#### What to produce
Whatever the records contain, reproduce all of them exactly.

#### Recorded data
//! Single-file line counters.
//!
//! Every variant counts the `'\n'` bytes of a file. An unterminated final
//! line does not count, so `"a\nb"` yields 1 and an empty file yields 0.

use crate::config::Config;
use crate::error::{EngineError, Result};
use crate::options::Strategy;
use std::fs::File;
use std::io::{self, BufRead, BufReader, Read};
use std::path::Path;

/// Count the lines of `path` with the strategy selected in `config`.
///
/// # Errors
/// Returns [`EngineError::FileRead`] if the file cannot be opened or read.
pub fn count_file(path: &Path, config: &Config) -> Result<u64> {
    let file = File::open(path).map_err(|e| read_error(path, e))?;
    match config.strategy {
        Strategy::Getline => count_getline(file),
        Strategy::DelimiterScan => count_delimiters(file),
        Strategy::BufferedDelimiterScan => count_chunked(file, config.chunk_size),
    }
    .map_err(|e| read_error(path, e))
}

fn read_error(path: &Path, source: io::Error) -> EngineError {
    EngineError::FileRead {
        path: path.to_path_buf(),
        source,
    }
}

/// Reads delimited lines one at a time; only terminated lines count.
///
/// Line content is consumed straight from the reader's buffer and never
/// accumulated, so a file without newlines needs no more than one buffer.
pub fn count_getline<R: Read>(source: R) -> io::Result<u64> {
    let mut reader = BufReader::new(source);
    let mut lines = 0;

    loop {
        let (terminated, used) = {
            let buf = match reader.fill_buf() {
                Ok(buf) => buf,
                Err(e) if e.kind() == io::ErrorKind::Interrupted => continue,
                Err(e) => return Err(e),
            };
            if buf.is_empty() {
                break;
            }
            match buf.iter().position(|&b| b == b'\n') {
                Some(i) => (true, i + 1),
                None => (false, buf.len()),
            }
        };
        reader.consume(used);
        if terminated {
            lines += 1;
        }
    }

    Ok(lines)
}

/// Inspects every byte of a default-buffered stream.
pub fn count_delimiters<R: Read>(source: R) -> io::Result<u64> {
    let mut lines = 0;
    for byte in BufReader::new(source).bytes() {
        if byte? == b'\n' {
            lines += 1;
        }
    }
    Ok(lines)
}

/// Reads `chunk_size` bytes at a time and counts newlines in whatever each
/// read returned, including a short final chunk.
pub fn count_chunked<R: Read>(mut source: R, chunk_size: usize) -> io::Result<u64> {
    let mut buffer = vec![0u8; chunk_size.max(1)];
    let mut lines = 0u64;

    loop {
        let n = match source.read(&mut buffer) {
            Ok(0) => break,
            Ok(n) => n,
            Err(e) if e.kind() == io::ErrorKind::Interrupted => continue,
            Err(e) => return Err(e),
        };
        lines += bytecount::count(&buffer[..n], b'\n') as u64;
    }

    Ok(lines)
}

#[cfg(test)]
mod tests {
    use super::*;
    use crate::config::ConfigBuilder;
    use std::io::{Cursor, Write};
    use tempfile::NamedTempFile;

    fn counts(content: &[u8], chunk_size: usize) -> [u64; 3] {
        [
            count_getline(Cursor::new(content)).unwrap(),
            count_delimiters(Cursor::new(content)).unwrap(),
            count_chunked(Cursor::new(content), chunk_size).unwrap(),
        ]
    }

    /// Yields at most `step` bytes per read to exercise short reads.
    struct Trickle<'a> {
        data: &'a [u8],
        step: usize,
    }

    impl Read for Trickle<'_> {
        fn read(&mut self, buf: &mut [u8]) -> io::Result<usize> {
            let n = self.step.min(buf.len()).min(self.data.len());
            buf[..n].copy_from_slice(&self.data[..n]);
            self.data = &self.data[n..];
            Ok(n)
        }
    }

    #[test]
    fn test_empty_input_counts_zero() {
        assert_eq!(counts(b"", 4), [0, 0, 0]);
    }

    #[test]
    fn test_unterminated_line_is_not_counted() {
        assert_eq!(counts(b"abc", 4), [0, 0, 0]);
        assert_eq!(counts(b"a\nb", 4), [1, 1, 1]);
    }

    #[test]
    fn test_trailing_newline_counts_newlines_only() {
        assert_eq!(counts(b"x\ny\n", 4), [2, 2, 2]);
        assert_eq!(counts(b"\n\n\n", 4), [3, 3, 3]);
    }

    #[test]
    fn test_crlf_is_not_normalized() {
        assert_eq!(counts(b"a\r\nb\r\n\r", 2), [2, 2, 2]);
    }

    #[test]
    fn test_chunk_boundaries() {
        // size is an exact multiple of the chunk size
        assert_eq!(counts(b"abc\nabc\n", 4), [2, 2, 2]);
        // newline at the first byte of the second chunk
        assert_eq!(counts(b"abcd\nefg", 4), [1, 1, 1]);
        // single-byte chunks
        assert_eq!(counts(b"\na\n\nb", 1), [3, 3, 3]);
    }

    #[test]
    fn test_getline_lines_longer_than_reader_buffer() {
        let mut content = vec![b'a'; 100_000];
        content.push(b'\n');
        content.extend(vec![b'b'; 50_000]);
        content.push(b'\n');
        content.extend(vec![b'c'; 20_000]);
        assert_eq!(count_getline(Cursor::new(&content)).unwrap(), 2);
    }

    #[test]
    fn test_getline_streams_input_without_newlines() {
        let endless_line = io::repeat(b'x').take(64 * 1024 * 1024);
        assert_eq!(count_getline(endless_line).unwrap(), 0);

        let trickled = Trickle {
            data: b"ab\ncd\n\nef",
            step: 1,
        };
        assert_eq!(count_getline(trickled).unwrap(), 3);
    }

    #[test]
    fn test_chunked_handles_short_reads() {
        let data = b"one\ntwo\nthree\nfour";
        let lines = count_chunked(Trickle { data, step: 3 }, 8).unwrap();
        assert_eq!(lines, 3);
    }

    #[test]
    fn test_count_file_uses_selected_strategy() {
        let mut file = NamedTempFile::new().unwrap();
        write!(file, "first\nsecond\nthird").unwrap();

        for strategy in Strategy::ALL {
            let config = ConfigBuilder::default()
                .strategy(strategy)
                .chunk_size(5usize)
                .build()
                .unwrap();
            assert_eq!(count_file(file.path(), &config).unwrap(), 2, "{strategy}");
        }
    }

    #[test]
    fn test_count_file_missing_path_reports_file_read() {
        let dir = tempfile::tempdir().unwrap();
        let missing = dir.path().join("gone.txt");

        let err = count_file(&missing, &Config::default()).unwrap_err();
        match err {
            EngineError::FileRead { path, source } => {
                assert_eq!(path, missing);
                assert_eq!(source.kind(), io::ErrorKind::NotFound);
            }
            other => panic!("unexpected error: {other}"),
        }
    }
}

#### Solution to the problem
//! Single-file line counters.
//!
//! Every variant counts the `'\n'` bytes of a file. An unterminated final
//! line does not count, so `"a\nb"` yields 1 and an empty file yields 0.

use crate::config::Config;
use crate::error::{EngineError, Result};
use crate::options::Strategy;
use std::fs::File;
use std::io::{self, BufRead, BufReader, Read};
use std::path::Path;

/// Count the lines of `path` with the strategy selected in `config`.
///
/// # Errors
/// Returns [`EngineError::FileRead`] if the file cannot be opened or read.
pub fn count_file(path: &Path, config: &Config) -> Result<u64> {
    let file = File::open(path).map_err(|e| read_error(path, e))?;
    match config.strategy {
        Strategy::Getline => count_getline(file),
        Strategy::DelimiterScan => count_delimiters(file),
        Strategy::BufferedDelimiterScan => count_chunked(file, config.chunk_size),
    }
    .map_err(|e| read_error(path, e))
}

fn read_error(path: &Path, source: io::Error) -> EngineError {
    EngineError::FileRead {
        path: path.to_path_buf(),
        source,
    }
}

/// Reads delimited lines one at a time; only terminated lines count.
///
/// Line content is consumed straight from the reader's buffer and never
/// accumulated, so a file without newlines needs no more than one buffer.
pub fn count_getline<R: Read>(source: R) -> io::Result<u64> {
    let mut reader = BufReader::new(source);
    let mut lines = 0;

    loop {
        let (terminated, used) = {
            let buf = match reader.fill_buf() {
                Ok(buf) => buf,
                Err(e) if e.kind() == io::ErrorKind::Interrupted => continue,
                Err(e) => return Err(e),
            };
            if buf.is_empty() {
                break;
            }
            match buf.iter().position(|&b| b == b'\n') {
                Some(i) => (true, i + 1),
                None => (false, buf.len()),
            }
        };
        reader.consume(used);
        if terminated {
            lines += 1;
        }
    }

    Ok(lines)
}

/// Inspects every byte of a default-buffered stream.
pub fn count_delimiters<R: Read>(source: R) -> io::Result<u64> {
    let mut lines = 0;
    for byte in BufReader::new(source).bytes() {
        if byte? == b'\n' {
            lines += 1;
        }
    }
    Ok(lines)
}

/// Reads `chunk_size` bytes at a time and counts newlines in whatever each
/// read returned, including a short final chunk.
pub fn count_chunked<R: Read>(mut source: R, chunk_size: usize) -> io::Result<u64> {
    let mut buffer = vec![0u8; chunk_size.max(1)];
    let mut lines = 0u64;

    loop {
        let n = match source.read(&mut buffer) {
            Ok(0) => break,
            Ok(n) => n,
            Err(e) if e.kind() == io::ErrorKind::Interrupted => continue,
            Err(e) => return Err(e),
        };
        lines += bytecount::count(&buffer[..n], b'\n') as u64;
    }

    Ok(lines)
}

#[cfg(test)]
mod tests {
    use super::*;
    use crate::config::ConfigBuilder;
    use std::io::{Cursor, Write};
    use tempfile::NamedTempFile;

    fn counts(content: &[u8], chunk_size: usize) -> [u64; 3] {
        [
            count_getline(Cursor::new(content)).unwrap(),
            count_delimiters(Cursor::new(content)).unwrap(),
            count_chunked(Cursor::new(content), chunk_size).unwrap(),
        ]
    }

    /// Yields at most `step` bytes per read to exercise short reads.
    struct Trickle<'a> {
        data: &'a [u8],
        step: usize,
    }

    impl Read for Trickle<'_> {
        fn read(&mut self, buf: &mut [u8]) -> io::Result<usize> {
            let n = self.step.min(buf.len()).min(self.data.len());
            buf[..n].copy_from_slice(&self.data[..n]);
            self.data = &self.data[n..];
            Ok(n)
        }
    }

    #[test]
    fn test_empty_input_counts_zero() {
        assert_eq!(counts(b"", 4), [0, 0, 0]);
    }

    #[test]
    fn test_unterminated_line_is_not_counted() {
        assert_eq!(counts(b"abc", 4), [0, 0, 0]);
        assert_eq!(counts(b"a\nb", 4), [1, 1, 1]);
    }

    #[test]
    fn test_trailing_newline_counts_newlines_only() {
        assert_eq!(counts(b"x\ny\n", 4), [2, 2, 2]);
        assert_eq!(counts(b"\n\n\n", 4), [3, 3, 3]);
    }

    #[test]
    fn test_crlf_is_not_normalized() {
        assert_eq!(counts(b"a\r\nb\r\n\r", 2), [2, 2, 2]);
    }

    #[test]
    fn test_chunk_boundaries() {
        // size is an exact multiple of the chunk size
        assert_eq!(counts(b"abc\nabc\n", 4), [2, 2, 2]);
        // newline at the first byte of the second chunk
        assert_eq!(counts(b"abcd\nefg", 4), [1, 1, 1]);
        // single-byte chunks
        assert_eq!(counts(b"\na\n\nb", 1), [3, 3, 3]);
    }

    #[test]
    fn test_getline_lines_longer_than_reader_buffer() {
        let mut content = vec![b'a'; 100_000];
        content.push(b'\n');
        content.extend(vec![b'b'; 50_000]);
        content.push(b'\n');
        content.extend(vec![b'c'; 20_000]);
        assert_eq!(count_getline(Cursor::new(&content)).unwrap(), 2);
    }

    #[test]
    fn test_getline_streams_input_without_newlines() {
        let endless_line = io::repeat(b'x').take(64 * 1024 * 1024);
        assert_eq!(count_getline(endless_line).unwrap(), 0);

        let trickled = Trickle {
            data: b"ab\ncd\n\nef",
            step: 1,
        };
        assert_eq!(count_getline(trickled).unwrap(), 3);
    }

    #[test]
    fn test_chunked_handles_short_reads() {
        let data = b"one\ntwo\nthree\nfour";
        let lines = count_chunked(Trickle { data, step: 3 }, 8).unwrap();
        assert_eq!(lines, 3);
    }

    #[test]
    fn test_count_file_uses_selected_strategy() {
        let mut file = NamedTempFile::new().unwrap();
        write!(file, "first\nsecond\nthird").unwrap();

        for strategy in Strategy::ALL {
            let config = ConfigBuilder::default()
                .strategy(strategy)
                .chunk_size(5usize)
                .build()
                .unwrap();
            assert_eq!(count_file(file.path(), &config).unwrap(), 2, "{strategy}");
        }
    }

    #[test]
    fn test_count_file_missing_path_reports_file_read() {
        let dir = tempfile::tempdir().unwrap();
        let missing = dir.path().join("gone.txt");

        let err = count_file(&missing, &Config::default()).unwrap_err();
        match err {
            EngineError::FileRead { path, source } => {
                assert_eq!(path, missing);
                assert_eq!(source.kind(), io::ErrorKind::NotFound);
            }
            other => panic!("unexpected error: {other}"),
        }
    }
}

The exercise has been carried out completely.